O Tribunal Administrativo Regional do Lácio, com sede em Roma, realizou nesta quarta-feira, 14 de janeiro, a segunda audiência do recurso que questiona a legalidade da circular n.º 26185, emitida pelo Ministério do Interior da Itália em 28 de maio de 2025.
A circular criou a categoria de “cidadão italiano por benefício de lei” para menores de idade nascidos fora da Itália.
A medida tem como base a Lei nº 74/2025, conhecida como Decreto Tajani, que alterou pontos centrais da Lei de Nacionalidade italiana e passou a exigir manifestação formal dos pais para o reconhecimento da cidadania em determinados casos.
Audiência teve foco técnico e sem presença da Advocacia do Estado
O julgamento foi conduzido pela juíza relatora Antonietta Giudice.
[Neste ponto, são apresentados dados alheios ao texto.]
use crate::roles::Slot;
use serde::Serialize;
use std::collections::HashMap;

/// A change of alarm state for one slot.
#[derive(Debug, Clone, PartialEq, Eq, Serialize)]
pub struct AlarmEdge {
    pub slot: Slot,
    pub tag: String,
    pub active: bool,
    /// True when this is the first value ever seen for the slot's tag.
    pub first_observation: bool,
}

/// Last observed alarm level per slot.
#[derive(Debug, Default)]
pub struct AlarmEdgeDetector {
    last: HashMap<Slot, (String, bool)>,
}

impl AlarmEdgeDetector {
    pub fn new() -> Self {
        Self::default()
    }

    /// Records `active` and returns an edge when it differs from the last
    /// value. A first observation only counts when it is active. Observing a
    /// different tag for the slot starts over from the first observation.
    pub fn observe(&mut self, slot: Slot, tag: &str, active: bool) -> Option<AlarmEdge> {
        let previous = match self.last.get(&slot) {
            Some((seen_tag, level)) if seen_tag == tag => Some(*level),
            _ => None,
        };
        self.last.insert(slot, (tag.to_string(), active));

        let fire = match previous {
            Some(level) => level != active,
            None => active,
        };
        fire.then(|| AlarmEdge {
            slot,
            tag: tag.to_string(),
            active,
            first_observation: previous.is_none(),
        })
    }

    pub fn last(&self, slot: Slot) -> Option<bool> {
        self.last.get(&slot).map(|(_, level)| *level)
    }

    pub fn forget(&mut self, slot: Slot) {
        self.last.remove(&slot);
    }

    pub fn reset(&mut self) {
        self.last.clear();
    }
}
Segundo informações do processo, a Advocacia do Estado italiano não compareceu à sessão, o que limitou o avanço do debate ao campo técnico e processual.
De acordo com o advogado Giuseppe Pinelli, representante da Confederazione degli Italiani nel Mondo (CIM), a audiência se concentrou em esclarecer dois pontos centrais:
- a competência do Tribunal Administrativo para julgar o caso;
- a legitimidade da CIM para representar coletivamente os interesses dos italianos no exterior.
“O presidente do colégio de juízes quis esclarecer a jurisdição do TAR e o interesse direto da associação na causa”, afirmou Pinelli após a sessão.
Tema é considerado “delicado e sensível”
Segundo o advogado, o próprio tribunal reconheceu a complexidade do caso. A juíza teria classificado o tema como “delicado e sensível”, diante do impacto direto sobre milhares de famílias italianas no exterior.
A defesa sustenta que a circular administrativa extrapola o texto da lei ao criar a expressão “benefício de lei”, termo que não aparece na legislação aprovada pelo Parlamento.
O recurso aponta ainda possíveis violações constitucionais, sobretudo em relação ao princípio da igualdade de tratamento entre menores nascidos dentro e fora da Itália.
Outro ponto central é a possível aplicação retroativa das novas regras a processos iniciados antes da entrada em vigor da Lei 74, o que, segundo os advogados, fere garantias jurídicas básicas.
Próximos passos e possíveis desdobramentos
Após a audiência, o TAR de Roma pode seguir três caminhos:
- indeferir o recurso e manter a circular em vigor;
- anular total ou parcialmente o ato administrativo;
- encaminhar o caso para análise da Corte Constitucional italiana.
Tribunais administrativos de Turim e Mântua já optaram por remeter questões semelhantes à Corte Constitucional, reforçando a possibilidade de que o tema seja decidido em instância superior.
Até o momento, não há prazo definido para a publicação da decisão final do TAR de Roma. Enquanto isso, o impasse mantém incertezas jurídicas sobre a cidadania italiana para menores nascidos no exterior, afetando diretamente famílias italianas e descendentes em países como o Brasil.